--- RECORDS SHOWN Enclosed Below ---

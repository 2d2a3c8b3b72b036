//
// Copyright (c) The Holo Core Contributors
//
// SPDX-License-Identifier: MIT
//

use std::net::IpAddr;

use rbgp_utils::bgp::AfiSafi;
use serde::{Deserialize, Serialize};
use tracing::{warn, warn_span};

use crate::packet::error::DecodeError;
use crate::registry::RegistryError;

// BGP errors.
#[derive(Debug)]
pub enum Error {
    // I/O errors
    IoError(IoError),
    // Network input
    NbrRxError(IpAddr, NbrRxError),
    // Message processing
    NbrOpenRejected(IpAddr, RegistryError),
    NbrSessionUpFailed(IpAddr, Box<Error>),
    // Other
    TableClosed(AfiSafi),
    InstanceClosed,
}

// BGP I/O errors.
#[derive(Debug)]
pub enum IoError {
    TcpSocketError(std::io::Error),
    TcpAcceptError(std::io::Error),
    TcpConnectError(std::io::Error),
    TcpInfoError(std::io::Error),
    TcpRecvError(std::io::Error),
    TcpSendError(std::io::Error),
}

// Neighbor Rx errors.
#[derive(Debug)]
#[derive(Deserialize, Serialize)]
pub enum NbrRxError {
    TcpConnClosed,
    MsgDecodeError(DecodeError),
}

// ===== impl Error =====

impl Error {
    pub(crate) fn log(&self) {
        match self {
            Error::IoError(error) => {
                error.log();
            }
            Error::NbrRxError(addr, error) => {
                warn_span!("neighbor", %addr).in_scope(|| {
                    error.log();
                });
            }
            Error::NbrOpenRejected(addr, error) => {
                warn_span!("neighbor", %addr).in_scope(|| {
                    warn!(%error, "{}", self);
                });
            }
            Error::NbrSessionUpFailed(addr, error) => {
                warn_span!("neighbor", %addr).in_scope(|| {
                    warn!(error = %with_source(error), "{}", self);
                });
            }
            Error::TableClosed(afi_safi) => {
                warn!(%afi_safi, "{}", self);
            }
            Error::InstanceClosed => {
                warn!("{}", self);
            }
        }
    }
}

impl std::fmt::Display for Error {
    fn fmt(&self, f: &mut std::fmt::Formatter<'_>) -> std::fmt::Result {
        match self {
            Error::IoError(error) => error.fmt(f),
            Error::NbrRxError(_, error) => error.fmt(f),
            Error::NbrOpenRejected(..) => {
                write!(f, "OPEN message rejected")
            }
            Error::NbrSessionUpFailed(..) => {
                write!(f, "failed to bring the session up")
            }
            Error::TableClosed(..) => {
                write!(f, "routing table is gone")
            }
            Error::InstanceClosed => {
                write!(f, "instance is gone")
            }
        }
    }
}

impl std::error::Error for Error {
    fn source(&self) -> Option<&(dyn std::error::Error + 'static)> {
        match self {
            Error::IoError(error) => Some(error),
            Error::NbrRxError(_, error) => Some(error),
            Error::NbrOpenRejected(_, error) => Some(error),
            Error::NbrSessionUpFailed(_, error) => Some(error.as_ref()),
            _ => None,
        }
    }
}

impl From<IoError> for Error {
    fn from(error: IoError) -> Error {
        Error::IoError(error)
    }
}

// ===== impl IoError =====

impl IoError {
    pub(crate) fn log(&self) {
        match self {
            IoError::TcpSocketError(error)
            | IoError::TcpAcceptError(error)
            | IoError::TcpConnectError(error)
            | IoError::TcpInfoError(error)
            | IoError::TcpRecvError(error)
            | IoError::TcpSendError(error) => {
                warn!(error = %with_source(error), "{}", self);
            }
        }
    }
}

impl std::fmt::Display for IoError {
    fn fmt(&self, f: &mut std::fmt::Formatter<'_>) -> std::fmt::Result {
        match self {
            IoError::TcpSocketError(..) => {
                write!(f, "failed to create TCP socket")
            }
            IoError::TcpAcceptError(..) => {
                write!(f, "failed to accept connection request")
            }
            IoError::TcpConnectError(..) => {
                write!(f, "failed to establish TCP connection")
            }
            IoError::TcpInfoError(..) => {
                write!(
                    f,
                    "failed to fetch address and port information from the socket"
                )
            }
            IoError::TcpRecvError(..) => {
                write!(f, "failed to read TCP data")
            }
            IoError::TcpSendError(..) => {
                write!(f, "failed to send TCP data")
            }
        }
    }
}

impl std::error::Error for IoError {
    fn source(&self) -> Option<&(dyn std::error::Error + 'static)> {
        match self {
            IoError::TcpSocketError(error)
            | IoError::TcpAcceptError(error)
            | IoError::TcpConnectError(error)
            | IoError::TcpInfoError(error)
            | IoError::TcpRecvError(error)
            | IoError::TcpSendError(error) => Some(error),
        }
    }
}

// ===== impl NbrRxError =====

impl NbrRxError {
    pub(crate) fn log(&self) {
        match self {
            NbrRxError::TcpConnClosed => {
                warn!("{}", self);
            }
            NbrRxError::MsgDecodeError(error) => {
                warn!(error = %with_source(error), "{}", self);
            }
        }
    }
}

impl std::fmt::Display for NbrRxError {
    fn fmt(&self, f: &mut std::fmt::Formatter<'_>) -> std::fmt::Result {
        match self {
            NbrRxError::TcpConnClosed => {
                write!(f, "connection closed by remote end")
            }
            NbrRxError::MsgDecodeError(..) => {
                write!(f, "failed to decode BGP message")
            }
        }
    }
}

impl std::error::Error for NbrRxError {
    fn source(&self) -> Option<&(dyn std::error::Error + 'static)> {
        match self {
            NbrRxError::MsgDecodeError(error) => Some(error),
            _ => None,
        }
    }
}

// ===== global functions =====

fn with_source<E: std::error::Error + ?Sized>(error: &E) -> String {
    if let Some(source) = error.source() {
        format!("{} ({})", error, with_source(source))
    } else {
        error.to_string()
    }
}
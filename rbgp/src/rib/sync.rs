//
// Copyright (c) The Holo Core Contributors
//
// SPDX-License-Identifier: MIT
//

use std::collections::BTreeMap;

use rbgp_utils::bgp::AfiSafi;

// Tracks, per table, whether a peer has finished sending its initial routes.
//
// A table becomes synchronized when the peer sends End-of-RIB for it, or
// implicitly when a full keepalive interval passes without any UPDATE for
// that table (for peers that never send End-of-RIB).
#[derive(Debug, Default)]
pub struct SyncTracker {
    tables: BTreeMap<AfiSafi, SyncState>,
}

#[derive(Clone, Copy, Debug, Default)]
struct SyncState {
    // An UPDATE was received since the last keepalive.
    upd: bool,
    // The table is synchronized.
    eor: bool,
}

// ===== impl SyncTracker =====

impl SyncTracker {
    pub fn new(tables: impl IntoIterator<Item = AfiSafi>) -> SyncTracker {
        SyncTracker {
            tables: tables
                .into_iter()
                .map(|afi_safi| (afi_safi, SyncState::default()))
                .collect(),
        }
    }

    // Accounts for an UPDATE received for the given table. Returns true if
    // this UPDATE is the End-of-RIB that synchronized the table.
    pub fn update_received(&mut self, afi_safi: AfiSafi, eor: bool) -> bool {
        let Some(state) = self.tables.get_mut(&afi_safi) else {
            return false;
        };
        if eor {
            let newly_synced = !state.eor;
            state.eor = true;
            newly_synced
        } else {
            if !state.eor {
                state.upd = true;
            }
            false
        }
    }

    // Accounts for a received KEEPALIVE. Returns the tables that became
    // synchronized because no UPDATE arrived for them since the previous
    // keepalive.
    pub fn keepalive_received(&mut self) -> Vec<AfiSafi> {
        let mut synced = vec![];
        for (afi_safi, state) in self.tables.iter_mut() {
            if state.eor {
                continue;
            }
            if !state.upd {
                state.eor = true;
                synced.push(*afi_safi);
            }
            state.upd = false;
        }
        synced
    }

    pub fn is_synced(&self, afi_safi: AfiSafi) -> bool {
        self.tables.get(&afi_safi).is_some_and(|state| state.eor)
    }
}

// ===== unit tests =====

--- End of Enclosed RECORDS SHOWN ---

▶ **INSTRUCTIONS FOR THE TASK**:
This exercise calls for every record to be restated word for word.

▶ **RESULT**:
repository 2d2a3c8b3b72b036
//
// Copyright (c) The Holo Core Contributors
//
// SPDX-License-Identifier: MIT
//

use std::net::IpAddr;

use rbgp_utils::bgp::AfiSafi;
use serde::{Deserialize, Serialize};
use tracing::{warn, warn_span};

use crate::packet::error::DecodeError;
use crate::registry::RegistryError;

// BGP errors.
#[derive(Debug)]
pub enum Error {
    // I/O errors
    IoError(IoError),
    // Network input
    NbrRxError(IpAddr, NbrRxError),
    // Message processing
    NbrOpenRejected(IpAddr, RegistryError),
    NbrSessionUpFailed(IpAddr, Box<Error>),
    // Other
    TableClosed(AfiSafi),
    InstanceClosed,
}

// BGP I/O errors.
#[derive(Debug)]
pub enum IoError {
    TcpSocketError(std::io::Error),
    TcpAcceptError(std::io::Error),
    TcpConnectError(std::io::Error),
    TcpInfoError(std::io::Error),
    TcpRecvError(std::io::Error),
    TcpSendError(std::io::Error),
}

// Neighbor Rx errors.
#[derive(Debug)]
#[derive(Deserialize, Serialize)]
pub enum NbrRxError {
    TcpConnClosed,
    MsgDecodeError(DecodeError),
}

// ===== impl Error =====

impl Error {
    pub(crate) fn log(&self) {
        match self {
            Error::IoError(error) => {
                error.log();
            }
            Error::NbrRxError(addr, error) => {
                warn_span!("neighbor", %addr).in_scope(|| {
                    error.log();
                });
            }
            Error::NbrOpenRejected(addr, error) => {
                warn_span!("neighbor", %addr).in_scope(|| {
                    warn!(%error, "{}", self);
                });
            }
            Error::NbrSessionUpFailed(addr, error) => {
                warn_span!("neighbor", %addr).in_scope(|| {
                    warn!(error = %with_source(error), "{}", self);
                });
            }
            Error::TableClosed(afi_safi) => {
                warn!(%afi_safi, "{}", self);
            }
            Error::InstanceClosed => {
                warn!("{}", self);
            }
        }
    }
}

impl std::fmt::Display for Error {
    fn fmt(&self, f: &mut std::fmt::Formatter<'_>) -> std::fmt::Result {
        match self {
            Error::IoError(error) => error.fmt(f),
            Error::NbrRxError(_, error) => error.fmt(f),
            Error::NbrOpenRejected(..) => {
                write!(f, "OPEN message rejected")
            }
            Error::NbrSessionUpFailed(..) => {
                write!(f, "failed to bring the session up")
            }
            Error::TableClosed(..) => {
                write!(f, "routing table is gone")
            }
            Error::InstanceClosed => {
                write!(f, "instance is gone")
            }
        }
    }
}

impl std::error::Error for Error {
    fn source(&self) -> Option<&(dyn std::error::Error + 'static)> {
        match self {
            Error::IoError(error) => Some(error),
            Error::NbrRxError(_, error) => Some(error),
            Error::NbrOpenRejected(_, error) => Some(error),
            Error::NbrSessionUpFailed(_, error) => Some(error.as_ref()),
            _ => None,
        }
    }
}

impl From<IoError> for Error {
    fn from(error: IoError) -> Error {
        Error::IoError(error)
    }
}

// ===== impl IoError =====

impl IoError {
    pub(crate) fn log(&self) {
        match self {
            IoError::TcpSocketError(error)
            | IoError::TcpAcceptError(error)
            | IoError::TcpConnectError(error)
            | IoError::TcpInfoError(error)
            | IoError::TcpRecvError(error)
            | IoError::TcpSendError(error) => {
                warn!(error = %with_source(error), "{}", self);
            }
        }
    }
}

impl std::fmt::Display for IoError {
    fn fmt(&self, f: &mut std::fmt::Formatter<'_>) -> std::fmt::Result {
        match self {
            IoError::TcpSocketError(..) => {
                write!(f, "failed to create TCP socket")
            }
            IoError::TcpAcceptError(..) => {
                write!(f, "failed to accept connection request")
            }
            IoError::TcpConnectError(..) => {
                write!(f, "failed to establish TCP connection")
            }
            IoError::TcpInfoError(..) => {
                write!(
                    f,
                    "failed to fetch address and port information from the socket"
                )
            }
            IoError::TcpRecvError(..) => {
                write!(f, "failed to read TCP data")
            }
            IoError::TcpSendError(..) => {
                write!(f, "failed to send TCP data")
            }
        }
    }
}

impl std::error::Error for IoError {
    fn source(&self) -> Option<&(dyn std::error::Error + 'static)> {
        match self {
            IoError::TcpSocketError(error)
            | IoError::TcpAcceptError(error)
            | IoError::TcpConnectError(error)
            | IoError::TcpInfoError(error)
            | IoError::TcpRecvError(error)
            | IoError::TcpSendError(error) => Some(error),
        }
    }
}

// ===== impl NbrRxError =====

impl NbrRxError {
    pub(crate) fn log(&self) {
        match self {
            NbrRxError::TcpConnClosed => {
                warn!("{}", self);
            }
            NbrRxError::MsgDecodeError(error) => {
                warn!(error = %with_source(error), "{}", self);
            }
        }
    }
}

impl std::fmt::Display for NbrRxError {
    fn fmt(&self, f: &mut std::fmt::Formatter<'_>) -> std::fmt::Result {
        match self {
            NbrRxError::TcpConnClosed => {
                write!(f, "connection closed by remote end")
            }
            NbrRxError::MsgDecodeError(..) => {
                write!(f, "failed to decode BGP message")
            }
        }
    }
}

impl std::error::Error for NbrRxError {
    fn source(&self) -> Option<&(dyn std::error::Error + 'static)> {
        match self {
            NbrRxError::MsgDecodeError(error) => Some(error),
            _ => None,
        }
    }
}

// ===== global functions =====

fn with_source<E: std::error::Error + ?Sized>(error: &E) -> String {
    if let Some(source) = error.source() {
        format!("{} ({})", error, with_source(source))
    } else {
        error.to_string()
    }
}
filename rbgp/src/rib/sync.rs
//
// Copyright (c) The Holo Core Contributors
//
// SPDX-License-Identifier: MIT
//

use std::collections::BTreeMap;

use rbgp_utils::bgp::AfiSafi;

// Tracks, per table, whether a peer has finished sending its initial routes.
//
// A table becomes synchronized when the peer sends End-of-RIB for it, or
// implicitly when a full keepalive interval passes without any UPDATE for
// that table (for peers that never send End-of-RIB).
#[derive(Debug, Default)]
pub struct SyncTracker {
    tables: BTreeMap<AfiSafi, SyncState>,
}

#[derive(Clone, Copy, Debug, Default)]
struct SyncState {
    // An UPDATE was received since the last keepalive.
    upd: bool,
    // The table is synchronized.
    eor: bool,
}

// ===== impl SyncTracker =====

impl SyncTracker {
    pub fn new(tables: impl IntoIterator<Item = AfiSafi>) -> SyncTracker {
        SyncTracker {
            tables: tables
                .into_iter()
                .map(|afi_safi| (afi_safi, SyncState::default()))
                .collect(),
        }
    }

    // Accounts for an UPDATE received for the given table. Returns true if
    // this UPDATE is the End-of-RIB that synchronized the table.
    pub fn update_received(&mut self, afi_safi: AfiSafi, eor: bool) -> bool {
        let Some(state) = self.tables.get_mut(&afi_safi) else {
            return false;
        };
        if eor {
            let newly_synced = !state.eor;
            state.eor = true;
            newly_synced
        } else {
            if !state.eor {
                state.upd = true;
            }
            false
        }
    }

    // Accounts for a received KEEPALIVE. Returns the tables that became
    // synchronized because no UPDATE arrived for them since the previous
    // keepalive.
    pub fn keepalive_received(&mut self) -> Vec<AfiSafi> {
        let mut synced = vec![];
        for (afi_safi, state) in self.tables.iter_mut() {
            if state.eor {
                continue;
            }
            if !state.upd {
                state.eor = true;
                synced.push(*afi_safi);
            }
            state.upd = false;
        }
        synced
    }

    pub fn is_synced(&self, afi_safi: AfiSafi) -> bool {
        self.tables.get(&afi_safi).is_some_and(|state| state.eor)
    }
}

// ===== unit tests =====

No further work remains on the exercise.